Key key = ks.getKey(alias, null);

For PKCS#11 tokens that require a PIN even for operations not related to a key, Sun's PKCS#11 provider extends the java.security.AuthProvider class, which allows Java platform applications to supply PINs when needed using the registered callback handler. Note that the callback handler must be able to handle objects of type javax.security.auth.callback.PasswordCallback:


AuthProvider myPKCS11Prov = 
    (AuthProvider) Security.getProvider("SunPKCS11-Foo");

myPKCS11Prov.setCallbackHandler(cmdLineHdlr);

myPKCS11Prov.login(null, null);

// Now logged in, applications can proceed to use the PKCS#11
// tokens as usual. When done, call AuthProvider.logout().
...

To learn more about using JSSE with PKCS#11 cryptographic services, read the section "JCE and Hardware Acceleration/Smartcard Support" in the JSSE Reference Guide.

Security tools such as keytool , jarsigner , and policytool are updated in JDK 6 to support PKCS#11 keystores as well. For example, to list the PKCS#11 keystore content using keytool, use this code:


// When "SunPKCS11-Foo" provider is statically installed 
// by way of Java technology security property file
keytool -list -keystore NONE -storetype pkcs11 \
   -providerName SunPKCS11-Foo

// When "SunPKCS11-Foo" provider is NOT statically installed
keytool -list -keystore NONE -storetype pkcs11 \
   -providerClass sun.security.pkcs11.SunPKCS11 \
   -providerArg /opt/foo/sunpkcs11-Foo.cfg

Note that keytool will prompt users to enter the PIN information using the command line because the code in the previous sample has not supplied one using the option -storepass. If such behavior is not desired in the application, for example, if the PKCS#11 token has its own dedicated PIN pad, you must specify the option -protected to disable the prompting.

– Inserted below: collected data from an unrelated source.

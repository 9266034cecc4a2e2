pub mod resume;

pub use resume::{JobDescription, Resume};
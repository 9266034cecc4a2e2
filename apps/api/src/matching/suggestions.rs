//! Suggestion generator: ranked, templated advice from a score card.
//!
//! Each dimension under the threshold emits suggestions tagged with the overall
//! points they could recover. The list is sorted by that gain (stable, so equal
//! gains keep missing-keyword order) and capped.

use crate::matching::dictionary::{dictionary, SkillCategory};
use crate::matching::keywords::REQUIRED_WEIGHT;
use crate::matching::scoring::{KeywordMatch, ScoreCard, ATS_SECTIONS, DENSITY_HIGH};
use crate::matching::EngineSettings;

#[derive(Debug, Clone, Copy, PartialEq, Eq)]
pub enum Dimension {
    Skills,
    Ats,
    Experience,
}

#[derive(Debug, Clone, PartialEq)]
pub struct Feedback {
    pub suggestions: Vec<String>,
    pub strength: String,
    pub weakness: String,
}

struct Candidate {
    text: String,
    gain: f64,
}

pub fn generate_suggestions(card: &ScoreCard, settings: &EngineSettings) -> Feedback {
    let w = &settings.weights;
    let total = w.skills + w.ats + w.experience;
    let threshold = settings.suggestion_threshold;
    let mut candidates = Vec::new();

    if card.skills_score < threshold && card.job_keyword_weight > 0.0 {
        for k in &card.missing {
            candidates.push(Candidate {
                text: keyword_suggestion(k),
                gain: w.skills / total * 100.0 * k.weight / card.job_keyword_weight,
            });
        }
    }

    if card.ats_score < threshold {
        let a = &settings.ats_weights;
        if !card.ats.missing_sections.is_empty() {
            candidates.push(Candidate {
                text: format!(
                    "Add clearly labelled {} section{} so applicant tracking systems can find them.",
                    join_names(&card.ats.missing_sections.iter().map(|s| title_case(s)).collect::<Vec<_>>()),
                    if card.ats.missing_sections.len() == 1 { "" } else { "s" },
                ),
                gain: w.ats / total * (a.sections - card.ats.sections),
            });
        }
        if card.ats.non_text < a.non_text {
            candidates.push(Candidate {
                text: format!(
                    "Replace the {} table, image or column block{} with plain text; parsers often skip them.",
                    card.ats.non_text_elements,
                    if card.ats.non_text_elements == 1 { "" } else { "s" },
                ),
                gain: w.ats / total * (a.non_text - card.ats.non_text),
            });
        }
        let density_gain = w.ats / total * (a.density - card.ats.density);
        if density_gain > 0.0 {
            let text = if card.ats.keyword_density > DENSITY_HIGH {
                "Cut repeated keywords; the resume reads as keyword-stuffed to screening software."
            } else {
                "Use the job's own terminology in your summary and experience bullets to raise keyword density."
            };
            candidates.push(Candidate {
                text: text.to_string(),
                gain: density_gain,
            });
        }
    }

    if card.experience_score < threshold {
        candidates.push(Candidate {
            text: experience_suggestion(card),
            gain: w.experience / total * (100.0 - card.experience_score),
        });
    }

    candidates.sort_by(|a, b| b.gain.total_cmp(&a.gain));
    candidates.truncate(settings.max_suggestions);

    let dimensions = [
        (Dimension::Skills, card.skills_score),
        (Dimension::Ats, card.ats_score),
        (Dimension::Experience, card.experience_score),
    ];

    Feedback {
        suggestions: candidates.into_iter().map(|c| c.text).collect(),
        strength: describe_strength(pick(&dimensions, |a, b| a > b), card),
        weakness: describe_weakness(pick(&dimensions, |a, b| a < b), card),
    }
}

/// First dimension that no later one beats; earlier entries win ties.
fn pick(dimensions: &[(Dimension, f64)], better: impl Fn(f64, f64) -> bool) -> Dimension {
    let mut best = dimensions[0];
    for &candidate in &dimensions[1..] {
        if better(candidate.1, best.1) {
            best = candidate;
        }
    }
    best.0
}

fn keyword_suggestion(k: &KeywordMatch) -> String {
    let category = dictionary().term(&k.keyword).map(|t| t.category);
    let emphasis = if k.weight >= REQUIRED_WEIGHT {
        "it is a core requirement for this role"
    } else {
        "the job description mentions it"
    };

    match category {
        Some(SkillCategory::Certification) => format!(
            "List the {} certification under Certifications if you hold it; {emphasis}.",
            k.display
        ),
        Some(_) => format!(
            "Add {} to your Skills section if you have worked with it; {emphasis}.",
            k.display
        ),
        None => format!(
            "Describe your experience with {} in a project or role bullet; {emphasis}.",
            k.display
        ),
    }
}

fn experience_suggestion(card: &ScoreCard) -> String {
    let signal = &card.experience;
    match (signal.has_experience_text, signal.required_years, signal.resume_years) {
        (false, Some(required), _) => format!(
            "Add an Experience section with roles and dates; the role asks for {} years.",
            years(required)
        ),
        (true, Some(required), Some(found)) => format!(
            "The role asks for {} years and your resume shows about {}. Include earlier roles, internships or long-running projects that count toward it.",
            years(required),
            years(found)
        ),
        _ => "Give each role a start and end date (for example \"Jan 2020 - Present\") so your experience can be measured.".to_string(),
    }
}

fn describe_strength(dimension: Dimension, card: &ScoreCard) -> String {
    match dimension {
        Dimension::Skills if !card.matched.is_empty() => format!(
            "Skills match ({}%): you already cover {}.",
            card.skills_score,
            join_names(&top_displays(&card.matched))
        ),
        Dimension::Skills => format!("Skills match ({}%) is your strongest area.", card.skills_score),
        Dimension::Ats => format!(
            "ATS readiness ({}%): {} of {} standard sections present.",
            card.ats_score,
            ATS_SECTIONS.len() - card.ats.missing_sections.len(),
            ATS_SECTIONS.len()
        ),
        Dimension::Experience => match (card.experience.required_years, card.experience.resume_years) {
            (Some(required), Some(found)) => format!(
                "Experience ({}%): about {} years against {} required.",
                card.experience_score,
                years(found),
                years(required)
            ),
            (None, _) => format!(
                "Experience ({}%): the role states no years requirement.",
                card.experience_score
            ),
            _ => format!("Experience ({}%) is your strongest area.", card.experience_score),
        },
    }
}

fn describe_weakness(dimension: Dimension, card: &ScoreCard) -> String {
    match dimension {
        Dimension::Skills if !card.missing.is_empty() => format!(
            "Skills gap ({}%): missing {}.",
            card.skills_score,
            join_names(&top_displays(&card.missing))
        ),
        Dimension::Skills => format!("Skills match ({}%) is your weakest area.", card.skills_score),
        Dimension::Ats if !card.ats.missing_sections.is_empty() => format!(
            "ATS readiness ({}%): no {} section.",
            card.ats_score,
            join_names(&card.ats.missing_sections.iter().map(|s| title_case(s)).collect::<Vec<_>>())
        ),
        Dimension::Ats if card.ats.non_text_elements > 0 => format!(
            "ATS readiness ({}%): {} non-text element(s) may not parse.",
            card.ats_score, card.ats.non_text_elements
        ),
        Dimension::Ats => format!(
            "ATS readiness ({}%): keyword density is {:.1}%.",
            card.ats_score,
            card.ats.keyword_density * 100.0
        ),
        Dimension::Experience => match (card.experience.required_years, card.experience.resume_years) {
            (Some(required), Some(found)) => format!(
                "Experience ({}%): about {} years against {} required.",
                card.experience_score,
                years(found),
                years(required)
            ),
            (Some(required), None) => format!(
                "Experience ({}%): the role asks for {} years and your history could not be measured.",
                card.experience_score,
                years(required)
            ),
            (None, _) => format!(
                "Experience ({}%): the role states no years requirement.",
                card.experience_score
            ),
        },
    }
}

fn top_displays(keywords: &[KeywordMatch]) -> Vec<String> {
    keywords.iter().take(3).map(|k| k.display.clone()).collect()
}

fn years(value: f64) -> String {
    let rounded = (value * 10.0).round() / 10.0;
    if rounded.fract() == 0.0 {
        format!("{rounded:.0}")
    } else {
        format!("{rounded:.1}")
    }
}

fn title_case(word: &str) -> String {
    let mut chars = word.chars();
    match chars.next() {
        Some(first) => first.to_uppercase().chain(chars).collect(),
        None => String::new(),
    }
}

/// "A", "A and B", "A, B and C".
pub fn join_names<S: AsRef<str>>(names: &[S]) -> String {
    match names {
        [] => String::new(),
        [only] => only.as_ref().to_string(),
        [init @ .., last] => format!(
            "{} and {}",
            init.iter().map(AsRef::as_ref).collect::<Vec<&str>>().join(", "),
            last.as_ref()
        ),
    }
}
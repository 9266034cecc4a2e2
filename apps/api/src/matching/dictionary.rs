//! Skills dictionary, alias table and stop words.
//!
//! Built once per process behind a `OnceLock` and shared read-only by every request.
//! Keys are normalized (lower-case, space-joined tokens) so the normalizer can look up
//! single tokens and multi-word phrases the same way. Phrase lookup over a token
//! stream goes through an anchored leftmost-longest Aho-Corasick automaton.

use std::collections::{HashMap, HashSet};
use std::ops::Range;
use std::sync::OnceLock;

use aho_corasick::{AhoCorasick, Anchored, Input, MatchKind, StartKind};

/// Broad family a dictionary term belongs to.
#[derive(Debug, Clone, Copy, PartialEq, Eq)]
pub enum SkillCategory {
    Language,
    Framework,
    Data,
    Cloud,
    Tooling,
    Practice,
    Methodology,
    Certification,
    Interpersonal,
}

/// A canonical dictionary entry.
#[derive(Debug, Clone)]
pub struct SkillTerm {
    pub display: &'static str,
    pub category: SkillCategory,
}

use SkillCategory::*;

/// (canonical key, display form, category)
const SKILLS: &[(&str, &str, SkillCategory)] = &[
    // Languages
    ("java", "Java", Language),
    ("python", "Python", Language),
    ("javascript", "JavaScript", Language),
    ("typescript", "TypeScript", Language),
    ("golang", "Golang", Language),
    ("rust", "Rust", Language),
    ("c++", "C++", Language),
    ("c#", "C#", Language),
    ("kotlin", "Kotlin", Language),
    ("scala", "Scala", Language),
    ("swift", "Swift", Language),
    ("ruby", "Ruby", Language),
    ("php", "PHP", Language),
    ("sql", "SQL", Language),
    ("html", "HTML", Language),
    ("css", "CSS", Language),
    ("bash", "Bash", Language),
    // Frameworks and runtimes
    ("spring boot", "Spring Boot", Framework),
    ("spring", "Spring", Framework),
    ("hibernate", "Hibernate", Framework),
    ("react", "React", Framework),
    ("react native", "React Native", Framework),
    ("angular", "Angular", Framework),
    ("vue", "Vue", Framework),
    ("next.js", "Next.js", Framework),
    ("node.js", "Node.js", Framework),
    ("express.js", "Express.js", Framework),
    ("django", "Django", Framework),
    ("flask", "Flask", Framework),
    ("fastapi", "FastAPI", Framework),
    (".net", ".NET", Framework),
    ("rails", "Rails", Framework),
    ("graphql", "GraphQL", Framework),
    ("grpc", "gRPC", Framework),
    ("rest api", "REST API", Framework),
    ("tensorflow", "TensorFlow", Framework),
    ("pytorch", "PyTorch", Framework),
    ("pandas", "pandas", Framework),
    ("numpy", "NumPy", Framework),
    ("scikit-learn", "scikit-learn", Framework),
    // Data stores and pipelines
    ("mysql", "MySQL", Data),
    ("postgresql", "PostgreSQL", Data),
    ("mongodb", "MongoDB", Data),
    ("redis", "Redis", Data),
    ("elasticsearch", "Elasticsearch", Data),
    ("dynamodb", "DynamoDB", Data),
    ("cassandra", "Cassandra", Data),
    ("oracle", "Oracle", Data),
    ("kafka", "Kafka", Data),
    ("rabbitmq", "RabbitMQ", Data),
    ("spark", "Spark", Data),
    ("hadoop", "Hadoop", Data),
    ("airflow", "Airflow", Data),
    ("snowflake", "Snowflake", Data),
    ("tableau", "Tableau", Data),
    ("power bi", "Power BI", Data),
    // Cloud and infrastructure
    ("aws", "AWS", Cloud),
    ("azure", "Azure", Cloud),
    ("gcp", "GCP", Cloud),
    ("docker", "Docker", Cloud),
    ("kubernetes", "Kubernetes", Cloud),
    ("helm", "Helm", Cloud),
    ("terraform", "Terraform", Cloud),
    ("ansible", "Ansible", Cloud),
    ("linux", "Linux", Cloud),
    ("serverless", "Serverless", Cloud),
    // Tooling
    ("git", "Git", Tooling),
    ("github actions", "GitHub Actions", Tooling),
    ("jenkins", "Jenkins", Tooling),
    ("ci/cd", "CI/CD", Tooling),
    ("jira", "Jira", Tooling),
    ("maven", "Maven", Tooling),
    ("gradle", "Gradle", Tooling),
    ("webpack", "webpack", Tooling),
    ("prometheus", "Prometheus", Tooling),
    ("grafana", "Grafana", Tooling),
    // Practices and domains
    ("microservices", "Microservices", Practice),
    ("distributed systems", "Distributed Systems", Practice),
    ("system design", "System Design", Practice),
    ("data structures", "Data Structures", Practice),
    ("algorithms", "Algorithms", Practice),
    ("machine learning", "Machine Learning", Practice),
    ("deep learning", "Deep Learning", Practice),
    ("artificial intelligence", "Artificial Intelligence", Practice),
    ("natural language processing", "Natural Language Processing", Practice),
    ("computer vision", "Computer Vision", Practice),
    ("data science", "Data Science", Practice),
    ("data analysis", "Data Analysis", Practice),
    ("devops", "DevOps", Practice),
    ("site reliability engineering", "Site Reliability Engineering", Practice),
    ("unit testing", "Unit Testing", Practice),
    ("security", "Security", Practice),
    // Methodologies
    ("agile", "Agile", Methodology),
    ("scrum", "Scrum", Methodology),
    ("kanban", "Kanban", Methodology),
    ("tdd", "TDD", Methodology),
    ("project management", "Project Management", Methodology),
    ("product management", "Product Management", Methodology),
    // Certifications
    ("pmp", "PMP", Certification),
    ("csm", "CSM", Certification),
    ("cissp", "CISSP", Certification),
    ("ccna", "CCNA", Certification),
    ("cka", "CKA", Certification),
    ("ckad", "CKAD", Certification),
    ("security+", "Security+", Certification),
    (
        "aws certified solutions architect",
        "AWS Certified Solutions Architect",
        Certification,
    ),
    // Interpersonal
    ("leadership", "Leadership", Interpersonal),
    ("communication", "Communication", Interpersonal),
    ("teamwork", "Teamwork", Interpersonal),
    ("problem solving", "Problem Solving", Interpersonal),
    ("mentoring", "Mentoring", Interpersonal),
    ("stakeholder management", "Stakeholder Management", Interpersonal),
];

/// (alias, canonical key). Canonical keys must exist in `SKILLS`.
const ALIASES: &[(&str, &str)] = &[
    ("js", "javascript"),
    ("ts", "typescript"),
    ("go lang", "golang"),
    ("cpp", "c++"),
    ("csharp", "c#"),
    ("dotnet", ".net"),
    ("asp.net", ".net"),
    ("springboot", "spring boot"),
    ("spring-boot", "spring boot"),
    ("reactjs", "react"),
    ("react.js", "react"),
    ("react-native", "react native"),
    ("angularjs", "angular"),
    ("vuejs", "vue"),
    ("vue.js", "vue"),
    ("nextjs", "next.js"),
    ("nodejs", "node.js"),
    ("node", "node.js"),
    ("expressjs", "express.js"),
    ("ruby on rails", "rails"),
    ("restful", "rest api"),
    ("restful api", "rest api"),
    ("restful apis", "rest api"),
    ("rest apis", "rest api"),
    ("sklearn", "scikit-learn"),
    ("postgres", "postgresql"),
    ("mongo", "mongodb"),
    ("elastic search", "elasticsearch"),
    ("apache kafka", "kafka"),
    ("apache spark", "spark"),
    ("powerbi", "power bi"),
    ("amazon web services", "aws"),
    ("microsoft azure", "azure"),
    ("google cloud", "gcp"),
    ("google cloud platform", "gcp"),
    ("k8s", "kubernetes"),
    ("github", "git"),
    ("cicd", "ci/cd"),
    ("ci-cd", "ci/cd"),
    ("continuous integration", "ci/cd"),
    ("micro-services", "microservices"),
    ("micro services", "microservices"),
    ("ml", "machine learning"),
    ("ai", "artificial intelligence"),
    ("nlp", "natural language processing"),
    ("dev ops", "devops"),
    ("sre", "site reliability engineering"),
    ("test-driven development", "tdd"),
    ("test driven development", "tdd"),
    ("certified scrummaster", "csm"),
    ("certified scrum master", "csm"),
    ("problem-solving", "problem solving"),
    ("team work", "teamwork"),
];

/// Common English words and job-posting boilerplate never kept as candidate keywords.
const STOP_WORDS: &[&str] = &[
    "a", "about", "above", "across", "after", "again", "against", "all", "also", "am", "an",
    "and", "any", "are", "as", "at", "be", "because", "been", "before", "being", "below",
    "between", "both", "but", "by", "can", "could", "did", "do", "does", "doing", "down",
    "during", "each", "either", "etc", "every", "few", "for", "from", "further", "had", "has",
    "have", "having", "he", "her", "here", "his", "how", "i", "if", "in", "into", "is", "it",
    "its", "just", "me", "more", "most", "must", "my", "no", "nor", "not", "now", "of", "off",
    "on", "once", "only", "or", "other", "our", "ours", "out", "over", "own", "per", "same",
    "she", "should", "so", "some", "such", "than", "that", "the", "their", "them", "then",
    "there", "these", "they", "this", "those", "through", "to", "too", "under", "until", "up",
    "upon", "us", "very", "via", "was", "we", "were", "what", "when", "where", "which",
    "while", "who", "whom", "why", "will", "with", "within", "without", "would", "you",
    "your", "yours", "e.g", "i.e",
    // job-posting boilerplate
    "ability", "able", "apply", "based", "benefits", "bonus", "build", "building",
    "candidate", "candidates", "collaborate", "company", "cross-functional", "day", "days",
    "deliver", "design", "designing", "develop", "developer", "developers", "development",
    "employer", "engineer", "engineering", "engineers", "ensure", "environment",
    "environments", "equal", "excellent", "experience", "experienced", "familiar",
    "familiarity", "full-time", "good", "great", "hands-on", "help", "hybrid", "ideal",
    "implement", "including", "job", "join", "junior", "knowledge", "lead", "level",
    "looking", "maintain", "mid", "month", "months", "new", "nice", "office", "opportunity",
    "part-time", "plus", "position", "preferred", "proficiency", "proficient", "related",
    "relevant", "remote", "required", "requirement", "requirements", "responsibilities",
    "responsible", "role", "salary", "seeking", "senior", "skill", "skills", "software",
    "solid", "strong", "support", "team", "teams", "understanding", "use", "using", "want",
    "work", "working", "year", "years", "yrs",
];

/// Immutable lookup tables shared across concurrent calls.
#[derive(Debug)]
pub struct SkillsDictionary {
    terms: HashMap<&'static str, SkillTerm>,
    lookup: HashMap<&'static str, &'static str>,
    stop_words: HashSet<&'static str>,
    phrases: AhoCorasick,
    /// Canonical key per automaton pattern id.
    phrase_targets: Vec<&'static str>,
}

static DICTIONARY: OnceLock<SkillsDictionary> = OnceLock::new();

/// Returns the process-wide dictionary, building it on first use.
pub fn dictionary() -> &'static SkillsDictionary {
    DICTIONARY.get_or_init(SkillsDictionary::build)
}

impl SkillsDictionary {
    fn build() -> Self {
        let terms: HashMap<&'static str, SkillTerm> = SKILLS
            .iter()
            .map(|&(canonical, display, category)| (canonical, SkillTerm { display, category }))
            .collect();

        let mut lookup: HashMap<&'static str, &'static str> =
            terms.keys().map(|&k| (k, k)).collect();
        for &(alias, canonical) in ALIASES {
            if terms.contains_key(canonical) {
                lookup.insert(alias, canonical);
            }
        }

        let mut patterns: Vec<(&'static str, &'static str)> =
            lookup.iter().map(|(&k, &v)| (k, v)).collect();
        patterns.sort_unstable();
        let phrases = AhoCorasick::builder()
            .match_kind(MatchKind::LeftmostLongest)
            .start_kind(StartKind::Anchored)
            .build(patterns.iter().map(|&(key, _)| key))
            .expect("dictionary phrases build a valid automaton");

        Self {
            terms,
            lookup,
            stop_words: STOP_WORDS.iter().copied().collect(),
            phrases,
            phrase_targets: patterns.into_iter().map(|(_, canonical)| canonical).collect(),
        }
    }

    /// Resolves a normalized token or space-joined phrase to its canonical key.
    pub fn canonicalize(&self, phrase: &str) -> Option<&'static str> {
        self.lookup.get(phrase).copied()
    }

    pub fn term(&self, canonical: &str) -> Option<&SkillTerm> {
        self.terms.get(canonical)
    }

    pub fn display(&self, canonical: &str) -> Option<&'static str> {
        self.terms.get(canonical).map(|t| t.display)
    }

    pub fn is_stop_word(&self, token: &str) -> bool {
        self.stop_words.contains(token)
    }

    /// Longest dictionary key starting exactly at `span.start` and ending within
    /// `span`, as (end offset, canonical key). `haystack` holds lower-cased words
    /// joined by single spaces.
    pub fn longest_phrase_at(
        &self,
        haystack: &str,
        span: Range<usize>,
    ) -> Option<(usize, &'static str)> {
        let input = Input::new(haystack).span(span).anchored(Anchored::Yes);
        let found = self.phrases.try_find(input).ok().flatten()?;
        Some((found.end(), self.phrase_targets[found.pattern().as_usize()]))
    }

    pub fn term_count(&self) -> usize {
        self.terms.len()
    }
}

The jarsigner tool supports PKCS#11 keystores with the same set of options as in the keytool example and is quite straightforward. JDK 6 has enhanced the syntax of the keystore entry in the default policy implementation to better support PKCS#11 keystores:


keystore "some_ks_url", "ks_type"[, "ks_provider"];
[keystorePasswordURL "some_password_url";]

The elements inside the square brackets ([ ]) are optional. Using the PKCS11-Foo provider from the previous examples and assuming its PIN is stored in a file named /opt/foo/sunpkcs11-Foo.passwd, specify the following entry in the policy file:


keystore "NONE", "PKCS11", "SunPKCS11-Foo";
keystorePasswordURL file:/opt/foo/sunpkcs11-Foo.passwd;

Note that the SunPKCS11-Foo provider must be installed statically in order for policytool to validate this keystore entry after it is entered.

Access Native GSS-API

The Generic Security Services API (GSS-API) defines a generic security API atop a variety of underlying cryptographic mechanisms including Kerberos version 5. With GSS-API, applications can authenticate a principal, delegate its rights to a peer, and apply security services such as confidentiality and integrity on a per-message basis. Request for Comment (RFC) 2744 and RFC 2853 specify the GSS-API language bindings for C and the Java programming language, respectively.

To help Java platform applications achieve seamless integration with native applications, JDK 6 enhances Java GSS-API to use native GSS-API instead of its own implementation of cryptographic mechanisms when configured to do so. When using the native GSS-API and its underlying native cryptographic mechanisms, the native credentials and settings in users' environment will be picked up automatically. This is different from the default case in which Java GSS-API uses its own implementation of cryptographic mechanisms. When using Kerberos, Java platform applications have to supply Kerberos configuration information using the designated Kerberos system properties in order for Java GSS-API to function. Existing Java GSS documentation covers the default case in great detail, so this section will focus on how to enable or configure Java GSS-API to use native GSS-API. At the end of this section, you will find sample programs that illustrate the point.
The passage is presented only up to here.